Барышни косились, передергивали плечиками и прятали на губах какие-то ядовитости. Барышни были недовольны.

В самом деле — на пол полетели арбузные корки и мякоть и еще что-то непрожеванное, под ногами намялась тюкающая склизкая грязь, по которой всласть прыгалось старшей девочке, с большим куском арбуза в руках. И эта же девочка схитрилась опрокинуть под толстую блондинку чайник с кипятком.

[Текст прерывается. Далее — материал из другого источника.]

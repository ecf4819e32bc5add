pub mod aggregator;
pub mod formatter;
pub mod writer;
pub mod nsg;
pub mod buckets;
pub mod flowlogs;

pub use aggregator::{aggregate_findings, finding_counts, Aggregation, FindingCounts, WantedFindings};
pub use formatter::{build_table, retained_findings, Table};
pub use writer::{render_csv, write_csv};
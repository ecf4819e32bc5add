use std::path::Path;
use crate::errors::S2pError;
use super::path::Document;
use tracing::debug;

/// Assignment header Scout2 writes in front of the JSON body of `aws_config.js`.
pub const AWS_INFO_PREFIX: &str = "aws_info =";

/// Read and parse a Scout2 results file. The whole file is held in memory.
pub fn load_document(path: &Path) -> Result<Document, S2pError> {
    let bytes = std::fs::read(path).map_err(|e| S2pError::file_access(path, e))?;
    let content = String::from_utf8(bytes)?;
    debug!(path = %path.display(), bytes = content.len(), "Read Scout2 results file");
    parse_document(&content)
}

/// Strip the `aws_info =` header line, if present, and parse the remainder.
pub fn parse_document(raw: &str) -> Result<Document, S2pError> {
    let body = strip_prefix(raw);
    let value: serde_json::Value = serde_json::from_str(body)?;
    Ok(Document::new(value))
}

fn strip_prefix(raw: &str) -> &str {
    let raw = raw.strip_prefix('\u{feff}').unwrap_or(raw);
    raw.strip_prefix(AWS_INFO_PREFIX).unwrap_or(raw)
}
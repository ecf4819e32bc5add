use crate::document::path::{expect_array, expect_str};
use crate::document::Document;
use crate::errors::S2pError;
use crate::models::decode_record_key;
use super::formatter::Table;

pub const DEFAULT_OUTPUT: &str = "vpc_without_flowlogs_enabled.csv";
pub const COLUMNS: [&str; 3] = ["Region", "VPC", "Subnet"];
const FLOW_LOG_ITEMS: [&str; 5] = ["services", "vpc", "findings", "vpc-subnet-without-flow-log", "items"];

/// One row per subnet flagged without flow logs, in item order.
pub fn vpcs_without_flowlogs(doc: &Document) -> Result<Table, S2pError> {
    let items_path = FLOW_LOG_ITEMS.join(".");
    let items = expect_array(doc.lookup(&FLOW_LOG_ITEMS)?, &items_path)?;

    let mut table = Table::new(COLUMNS);
    for (i, item) in items.iter().enumerate() {
        let identifier = expect_str(item, &format!("{items_path}[{i}]"))?;
        let key = decode_record_key(identifier)?;
        table.push_row(key.fields());
    }
    Ok(table)
}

Блондинка совсем расхныкалась:

— Это же хамство, я не понимаю… навозить, нахаосить, платье испортить человеку. Я буду жаловаться.

Женщина равнодушно качала ребенка, даже не оглянувшись.

— Гражданка, — сказал я, сочтя нужным вступиться, — вас оштрафуют за беспорядок. Смотрите, что вы натворили в купе!

Ее раздраженное молчание прорвалось.

— Ну и оштрафуйте! — крикнула она. — У меня дети, вы видите, у меня дети! Ездили бы в мягких, если вам здесь без удобств. Насядутся разные…

Паренек стоял, облокотившись на полку, и только посмеивался. Было непонятно — дерзость это или простота. Я посмотрел ему в лицо пристально и внушительно. Он продолжал добро улыбаться в ответ, улыбаться своей невспоминающейся, будто в давней тревоге виденной улыбкой. Я строго возразил женщине:

— Гражданка, мы не какие-нибудь, а советские служащие.

Имейте в виду.

— И вы заняли одни всю сидячую полку! — крикнула опять, сквозь слезы и шурхая подмоченными юбками, блондинка.

Мне совсем не улыбалась начинающаяся перепалка. Я ушел — и не знаю, сколько часов простоял на площадке, у раскрытого гудящего окна.

Поля протекали бескрайной глухотой. Лиловые линии перевалов поднимались за ними в горизонт, в теплящийся белым заревом край. Чудилась армия из какой-то сказки, идущая по этому горбу в зарю; лица солдат были розовыми от еще невидимого солнца. То было первое песенное веянье Березневатки, земли, принявшей триста товарищей, которых я всех знал по именам. Поезд ночью должен был промчаться над ними своими потушенными спальнями.

…Ночью — незадолго — случилась тревога.